**Exercise directions:** Whenever a line in the records below holds the string "FromStr", copy it out.

───── Given entries

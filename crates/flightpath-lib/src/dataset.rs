//! Loading of OpenFlights-style airport and route tables.
//!
//! The dataset directory is expected to contain `airports.dat` and
//! `routes.dat`. Both are header-less CSV files that use `\N` for null values.
//! Only the columns needed for routing are read:
//!
//! ```text
//! airports.dat: id, name, city, country, iata, icao, latitude, longitude, ...
//! routes.dat:   airline, airline_id, source, source_id, destination, destination_id, ...
//! ```
//!
//! Route rows whose airport ids are null or unknown are skipped with a warning,
//! since the public route table references airports that are missing from the
//! airport table. Flight distance is derived from the endpoint coordinates.

use std::collections::HashMap;
use std::fs::File;
use std::io::Read;
use std::path::{Path, PathBuf};

use csv::{ReaderBuilder, StringRecord, Trim};
use directories::ProjectDirs;
use tracing::{debug, info, warn};

use crate::error::{Error, Result};
use crate::geo::Coordinate;
use crate::network::{Connection, Location, LocationId, Network};

/// File name of the airport table inside a dataset directory.
pub const AIRPORTS_FILENAME: &str = "airports.dat";

/// File name of the route table inside a dataset directory.
pub const ROUTES_FILENAME: &str = "routes.dat";

/// Environment variable overriding the dataset directory.
pub const DATA_DIR_ENV: &str = "FLIGHTPATH_DATA_DIR";

const NULL_FIELD: &str = "\\N";

/// Connections parsed from a route table plus the number of rows skipped.
#[derive(Debug, Clone, Default)]
pub struct ConnectionLoad {
    pub connections: Vec<Connection>,
    pub skipped: usize,
}

/// Resolve the dataset directory.
///
/// Order of precedence: explicit override, `FLIGHTPATH_DATA_DIR`, then the
/// platform data directory for the application.
pub fn resolve_data_dir(override_dir: Option<&Path>) -> Result<PathBuf> {
    let dir = match override_dir {
        Some(path) => path.to_path_buf(),
        None => match std::env::var_os(DATA_DIR_ENV) {
            Some(value) if !value.is_empty() => PathBuf::from(value),
            _ => default_data_dir()?,
        },
    };

    if !dir.join(AIRPORTS_FILENAME).is_file() {
        return Err(Error::DatasetNotFound { path: dir });
    }
    Ok(dir)
}

/// Platform-specific data directory, e.g. `~/.local/share/flightpath`.
pub fn default_data_dir() -> Result<PathBuf> {
    let dirs =
        ProjectDirs::from("org", "flightpath", "flightpath").ok_or(Error::ProjectDirsUnavailable)?;
    Ok(dirs.data_dir().to_path_buf())
}

/// Load the airport network from a dataset directory.
pub fn load_network(dir: &Path) -> Result<Network> {
    let airports_path = dir.join(AIRPORTS_FILENAME);
    let routes_path = dir.join(ROUTES_FILENAME);

    if !airports_path.is_file() {
        return Err(Error::DatasetNotFound {
            path: airports_path,
        });
    }
    if !routes_path.is_file() {
        return Err(Error::DatasetNotFound { path: routes_path });
    }

    debug!(path = %airports_path.display(), "loading airports");
    let locations = load_locations_from_reader(File::open(&airports_path)?)?;

    let coordinates: HashMap<LocationId, Coordinate> = locations
        .iter()
        .map(|location| (location.id, location.coordinate))
        .collect();

    debug!(path = %routes_path.display(), "loading routes");
    let load = load_connections_from_reader(File::open(&routes_path)?, &coordinates)?;
    if load.skipped > 0 {
        warn!(
            skipped = load.skipped,
            "skipped routes referencing unknown airports"
        );
    }

    info!(
        airports = locations.len(),
        routes = load.connections.len(),
        "loaded airport network"
    );

    Network::new(locations, load.connections)
}

/// Parse an airport table.
pub fn load_locations_from_reader<R: Read>(reader: R) -> Result<Vec<Location>> {
    let mut csv_reader = table_reader(reader);
    let mut locations = Vec::new();

    for result in csv_reader.records() {
        let record = result?;
        let line = line_of(&record);

        let id = airport_number::<LocationId>(&record, 0, "id", line)?;
        let latitude = airport_number::<f64>(&record, 6, "latitude", line)?;
        let longitude = airport_number::<f64>(&record, 7, "longitude", line)?;

        locations.push(Location {
            id,
            name: optional_field(&record, 1).unwrap_or_default(),
            city: optional_field(&record, 2).unwrap_or_default(),
            country: optional_field(&record, 3).unwrap_or_default(),
            iata: optional_field(&record, 4),
            icao: optional_field(&record, 5),
            coordinate: Coordinate::new(latitude, longitude),
        });
    }

    Ok(locations)
}

/// Parse a route table, resolving endpoints against known airport coordinates.
pub fn load_connections_from_reader<R: Read>(
    reader: R,
    coordinates: &HashMap<LocationId, Coordinate>,
) -> Result<ConnectionLoad> {
    let mut csv_reader = table_reader(reader);
    let mut load = ConnectionLoad::default();

    for result in csv_reader.records() {
        let record = result?;
        let line = line_of(&record);

        let endpoints = (optional_field(&record, 3), optional_field(&record, 5));
        let (Some(source), Some(destination)) = endpoints else {
            debug!(line, "route without airport ids");
            load.skipped += 1;
            continue;
        };

        let source = parse_number::<LocationId>(&source, "source_id", ROUTES_FILENAME, line)?;
        let destination =
            parse_number::<LocationId>(&destination, "destination_id", ROUTES_FILENAME, line)?;

        let (Some(from), Some(to)) = (coordinates.get(&source), coordinates.get(&destination))
        else {
            debug!(line, source, destination, "route references unknown airport");
            load.skipped += 1;
            continue;
        };

        load.connections.push(Connection {
            source,
            destination,
            distance: from.distance_km(to),
        });
    }

    Ok(load)
}

fn table_reader<R: Read>(reader: R) -> csv::Reader<R> {
    ReaderBuilder::new()
        .has_headers(false)
        .flexible(true)
        .trim(Trim::Fields)
        .from_reader(reader)
}

fn line_of(record: &StringRecord) -> u64 {
    record.position().map(|pos| pos.line()).unwrap_or_default()
}

fn optional_field(record: &StringRecord, index: usize) -> Option<String> {
    record
        .get(index)
        .filter(|value| !value.is_empty() && *value != NULL_FIELD)
        .map(str::to_string)
}

fn airport_number<T: std::str::FromStr>(
    record: &StringRecord,
    index: usize,
    column: &str,
    line: u64,
) -> Result<T> {
    let value = record
        .get(index)
        .filter(|value| !value.is_empty() && *value != NULL_FIELD)
        .ok_or_else(|| Error::DatasetParse {
            file: AIRPORTS_FILENAME.to_string(),
            line,
            message: format!("missing {column}"),
        })?;
    parse_number(value, column, AIRPORTS_FILENAME, line)
}

fn parse_number<T: std::str::FromStr>(value: &str, column: &str, file: &str, line: u64) -> Result<T> {
    value.parse::<T>().map_err(|_| Error::DatasetParse {
        file: file.to_string(),
        line,
        message: format!("invalid {column} {value:?}"),
    })
}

──────────

**Result for this exercise:**
fn airport_number<T: std::str::FromStr>(
fn parse_number<T: std::str::FromStr>(value: &str, column: &str, file: &str, line: u64) -> Result<T> {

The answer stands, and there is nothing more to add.